ADAPTIVE INCREMENTAL LEARNING FOR STOCK TREND FORECASTING

2024-4
Delikaya, Leyla Helin
Batch learning approaches cannot cope with the concept drift inherent in the stock market stream data. On the other hand, incremental learning has not been fully explored as a solution to the problem of concept drift in the stock market stream data. We propose ADIN-Forecast that detects changes in stock features and quickly adapts the model structure to mitigate the drawbacks of data shifts through incremental learning. ADIN-Forecast uses a Gated Recurrent Unit (GRU), enabling the self-growth of layers that can dynamically adjust to the changes in the data distribution. Self-growing model architectures are known to experience catastrophic forgetting. To counter this, we have developed a control mechanism capable of activating or deactivating layers and applying a penalty coefficient to the layers’ weights depending on the occurrence of concept drifts. Forecasting model GRU in ADIN-Forecast can also be substituted with other neural networks, such as MLP, RNN, and LSTM. ADIN-Forecast uses the difference between PCA eigenvectors for the two consecutive data windows to detect changes and offers a model that evolves dynamically according to these changes while ensuring memory and time efficiency through its incremental nature.

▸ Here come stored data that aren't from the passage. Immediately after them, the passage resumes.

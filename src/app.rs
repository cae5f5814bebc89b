use std::net::SocketAddr;

use axum::{routing::get, Router};
use tower_http::{cors::CorsLayer, services::ServeDir, trace::TraceLayer};

use crate::state::AppState;
use crate::{auth, blogs};

pub fn build_app(state: AppState) -> Router {
    let uploads = ServeDir::new(&state.config.upload_dir);

    Router::new()
        .merge(auth::router())
        .merge(blogs::router())
        .route("/health", get(|| async { "ok" }))
        .nest_service("/uploads", uploads)
        .with_state(state)
        .layer(CorsLayer::permissive())
        .layer(
            TraceLayer::new_for_http()
                .make_span_with(|req: &axum::http::Request<_>| {
                    let method = req.method().clone();
                    let uri = req.uri().clone();
                    tracing::info_span!(
                        "http_request",
                        %method,
                        uri = %uri,
                        status = tracing::field::Empty
                    )
                })
                .on_response(
                    |res: &axum::http::Response<_>,
                     _latency: std::time::Duration,
                     span: &tracing::Span| {
                        let status = res.status();
                        span.record("status", tracing::field::display(status));
                        if status.is_server_error() {
                            tracing::error!(%status, "response");
                        } else {
                            tracing::info!(%status, "response");
                        }
                    },
                ),
        )
}

pub async fn serve(app: Router) -> anyhow::Result<()> {
    let addr: SocketAddr = format!(
        "{}:{}",
        std::env::var("APP_HOST").unwrap_or_else(|_| "0.0.0.0".into()),
        std::env::var("APP_PORT").unwrap_or_else(|_| "3000".into())
    )
    .parse()?;

    tracing::info!("listening on {}", addr);
    let listener = tokio::net::TcpListener::bind(addr).await?;
    axum::serve(listener, app).await?;
    Ok(())
}
use sqlx::{FromRow, SqlitePool};

/// User row. The digest column is exposed as `password_hash` and never
/// leaves the server.
#[derive(Debug, Clone, FromRow)]
pub struct User {
    pub id: i64,
    pub username: String,
    pub password_hash: String,
}

impl User {
    /// Insert a new user. The `UNIQUE` constraint on `username` is the
    /// only uniqueness check: concurrent registrations of the same name
    /// race at the database, which admits exactly one of them.
    pub async fn create(
        db: &SqlitePool,
        username: &str,
        password_hash: &str,
    ) -> sqlx::Result<User> {
        sqlx::query_as::<_, User>(
            r#"
            INSERT INTO users (username, password)
            VALUES ($1, $2)
            RETURNING id, username, password AS password_hash
            "#,
        )
        .bind(username)
        .bind(password_hash)
        .fetch_one(db)
        .await
    }

    pub async fn find_by_username(db: &SqlitePool, username: &str) -> sqlx::Result<Option<User>> {
        sqlx::query_as::<_, User>(
            r#"
            SELECT id, username, password AS password_hash
            FROM users
            WHERE username = $1
            "#,
        )
        .bind(username)
        .fetch_optional(db)
        .await
    }
}
use argon2::{
    password_hash::{PasswordHash, PasswordHasher, PasswordVerifier, SaltString},
    Argon2,
};
use rand::rngs::OsRng;
use tracing::error;

/// Hash a plaintext password with a fresh random salt. The plaintext is
/// never logged and never stored.
pub fn hash_password(plain: &str) -> anyhow::Result<String> {
    let salt = SaltString::generate(&mut OsRng);
    let hash = Argon2::default()
        .hash_password(plain.as_bytes(), &salt)
        .map_err(|e| {
            error!(error = %e, "password hashing failed");
            anyhow::anyhow!("password hashing failed")
        })?
        .to_string();
    Ok(hash)
}

/// Check a plaintext password against a stored digest. A wrong password is
/// `Ok(false)`; a digest that cannot be parsed is an error.
pub fn verify_password(plain: &str, hash: &str) -> anyhow::Result<bool> {
    let parsed = PasswordHash::new(hash).map_err(|e| {
        error!(error = %e, "stored password hash is malformed");
        anyhow::anyhow!("stored password hash is malformed")
    })?;
    Ok(Argon2::default()
        .verify_password(plain.as_bytes(), &parsed)
        .is_ok())
}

We evaluated our methodology on the CSI 300 dataset in the open-source quantitative investment platform Qlib and compared it with other studies in the field. ADIN-Forecast outperforms compared to models such as GATS and SFM while showing slightly inferior performance to HIST and DoubleAdapt.
Citation Formats
L. H. Delikaya, “ADAPTIVE INCREMENTAL LEARNING FOR STOCK TREND FORECASTING,” M.S. - Master of Science, Middle East Technical University, 2024.